Das „intrigiert“ mich auch. Geht’s da um Monetarisierung, Suchmaschinenoptimierung, Klickzahlmetriken – oder einfach darum dem Publikum nach dem Mund zu tippern?
Zunächst möchte ich darauf hinweisen, dass der Begriff Verwertungsspastik ein Plagiat ist. Und ja, es geht um Marktschreierei. Statt sich was von der Seele zu schreiben, schrieb sich die Blogosphäre ins Rampenlicht der Gefälligkeit. Man schielte auf Netzwerktreffen bei der Buchmesse, kleine Auftritte in der Lokalpresse, in erster Linie aber auf den bloßen Internetfame, möglichst Werbeeinblendungen inbegriffen. Austauschbare Inhalte zu verheizen und dabei auf Klickzahlen zu geiern, das funktioniert auf Twitter und Insta natürlich ungleich effektiver, sodass das Geblogge rapide zum lästigen Marketing-Atavismus verkam.
Rätst Du uns … zu Twitter und Insta zu wechseln?
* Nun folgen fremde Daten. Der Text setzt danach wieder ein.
//! Color palette and shared styles.

use ratatui::style::{Color, Modifier, Style};

// ── Palette ───────────────────────────────────────────────────────

pub const BG_DARK: Color = Color::Rgb(0x10, 0x14, 0x1c);
pub const NEON_CYAN: Color = Color::Rgb(0x2d, 0xd4, 0xbf);
pub const DIM_WHITE: Color = Color::Rgb(0xc9, 0xd1, 0xd9);
pub const BORDER_GRAY: Color = Color::Rgb(0x3d, 0x44, 0x4f);
pub const SUCCESS_GREEN: Color = Color::Rgb(0x3f, 0xb9, 0x50);
pub const ERROR_RED: Color = Color::Rgb(0xf8, 0x51, 0x49);
pub const ELECTRIC_YELLOW: Color = Color::Rgb(0xd2, 0x99, 0x22);
pub const ELECTRIC_PURPLE: Color = Color::Rgb(0xa3, 0x71, 0xf7);
pub const CORAL: Color = Color::Rgb(0xff, 0x7b, 0x72);

/// Chart marks, matching the platform's web palette.
pub const MARK_INDIGO: Color = Color::Rgb(0x68, 0x63, 0xff);
pub const MARK_MINT: Color = Color::Rgb(0x5f, 0xe6, 0xc9);

// ── Shared styles ─────────────────────────────────────────────────

pub fn title_style() -> Style {
    Style::default()
        .fg(NEON_CYAN)
        .add_modifier(Modifier::BOLD)
}

pub fn border_focused() -> Style {
    Style::default().fg(NEON_CYAN)
}

pub fn border_default() -> Style {
    Style::default().fg(BORDER_GRAY)
}

pub fn table_header() -> Style {
    Style::default()
        .fg(ELECTRIC_PURPLE)
        .add_modifier(Modifier::BOLD)
}

pub fn table_row() -> Style {
    Style::default().fg(DIM_WHITE)
}

pub fn table_selected() -> Style {
    Style::default()
        .fg(NEON_CYAN)
        .bg(Color::Rgb(0x1c, 0x23, 0x30))
        .add_modifier(Modifier::BOLD)
}

pub fn key_hint() -> Style {
    Style::default().fg(BORDER_GRAY)
}

pub fn key_hint_key() -> Style {
    Style::default()
        .fg(ELECTRIC_YELLOW)
        .add_modifier(Modifier::BOLD)
}

pub fn tab_active() -> Style {
    Style::default()
        .fg(BG_DARK)
        .bg(NEON_CYAN)
        .add_modifier(Modifier::BOLD)
}

pub fn tab_inactive() -> Style {
    Style::default().fg(BORDER_GRAY)
}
Ich muss zugeben, dass Gefälligkeiten ebenso wie Fame bei mir ein bisschen spärlich sprießen. Natürlich auch meine eigene Schuld! Ich bin weit davon entfernt, jemandem einen Vorwurf zu machen! Ich denke, auch Phorky könnte gebrauchen, was man seit einigen Jahren „einen Booster“ nennt.
Ich täte gern hoffen, dass sich nach dem Abwandern der Marktschreier das Bloggen neu erfinden ließe. Geht natürlich schlecht, wenn sogar Bob Macha und Phorkyas dann doch lieber zu Insta rübermachen.
Kommatippfehler
Willst Du eines mehr oder eines weniger?
Ginge beides.
Ockham.
Ja, besser so.
„Zu Insta rübermachen“? Never. Den Augenporno-Reiz dieser Plattform versteh‘ ich von fern, aber da bleib ich lieber beim Wort. Twitter hab‘ ich zumindest mal probiert, aber ohne Teil irgendeiner „Community“ zu sein, schreibt und liest man in die Leere.
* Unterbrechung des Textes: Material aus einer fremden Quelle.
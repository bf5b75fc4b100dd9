// ── Core identity types ──
//
// Server-assigned string identifiers for the three entity families the
// state layer keys on. Distinct newtypes keep a run id from ever being
// used where a user id is expected (keyed slices depend on it).

use serde::{Deserialize, Serialize};
use std::fmt;
use std::str::FromStr;

macro_rules! string_id {
    ($(#[$doc:meta])* $name:ident) => {
        $(#[$doc])*
        #[derive(Debug, Clone, PartialEq, Eq, Hash, PartialOrd, Ord, Serialize, Deserialize)]
        #[serde(transparent)]
        pub struct $name(String);

        impl $name {
            pub fn new(raw: impl Into<String>) -> Self {
                Self(raw.into())
            }

            pub fn as_str(&self) -> &str {
                &self.0
            }
        }

        impl fmt::Display for $name {
            fn fmt(&self, f: &mut fmt::Formatter<'_>) -> fmt::Result {
                f.write_str(&self.0)
            }
        }

        impl FromStr for $name {
            type Err = std::convert::Infallible;

            fn from_str(s: &str) -> Result<Self, Self::Err> {
                Ok(Self(s.to_owned()))
            }
        }

        impl From<String> for $name {
            fn from(s: String) -> Self {
                Self(s)
            }
        }

        impl From<&str> for $name {
            fn from(s: &str) -> Self {
                Self(s.to_owned())
            }
        }
    };
}

string_id! {
    /// Identifier of a project.
    ProjectId
}

string_id! {
    /// Identifier of an experiment run (a trained model record).
    RunId
}

string_id! {
    /// Identifier of a platform user.
    UserId
}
„das Bloggen neu erfinden ließe“ – so ähnlich hoffe ich auch, dass wenn wir hier durchhalten, es sich aushalten ließe, in seiner Langsamkeit, Asynchronität, aus der Zeit gefallen sein – ein Blog-Zen.
Nach dem Sterben der Foren und Blogs und kostenloser Spiel- oder Tausch-Börsen fällt mir jedenfalls generell kein Bereich des Internets mehr ein, der nicht bis ins Letzte monetarisiert wäre. Wär‘s nicht schön, wieder Null-Profit-Zonen zum Spielen zu haben?
Vielleicht ist das Fediverse ein solcher Platz (mastodon, GNUsocial etc).
Die meditative Stille auf wordpress (jedenfalls meiner Ecke) lässt mich manchmal fürchten, wir hätten das Zen schon erreicht. Wenigstens unser Schweigen dürfte schwer vermarktbar sein. Ob sich das auch ins Fediverse verpflanzen ließe?
Die Leute stellen dafür heute ja immer Kisten mit „Zu verschenken“-Gegenständen auf den Gehweg vor der Haustür. Vielleicht sollte ich meine Texte auch einfach an die Hauswand hängen? Der Real-Raum als das New Internet?
Ich habe auch mal einen Text ausschließlich in Papier angeboten, das war im Zusammenhang mit Dichtern, die gepflegt herumlaufen oder gammelig. Ein Kritiker hatte sich da einschlägig geäußert.
Ja, warum nicht? Die gute alte Wandzeitung!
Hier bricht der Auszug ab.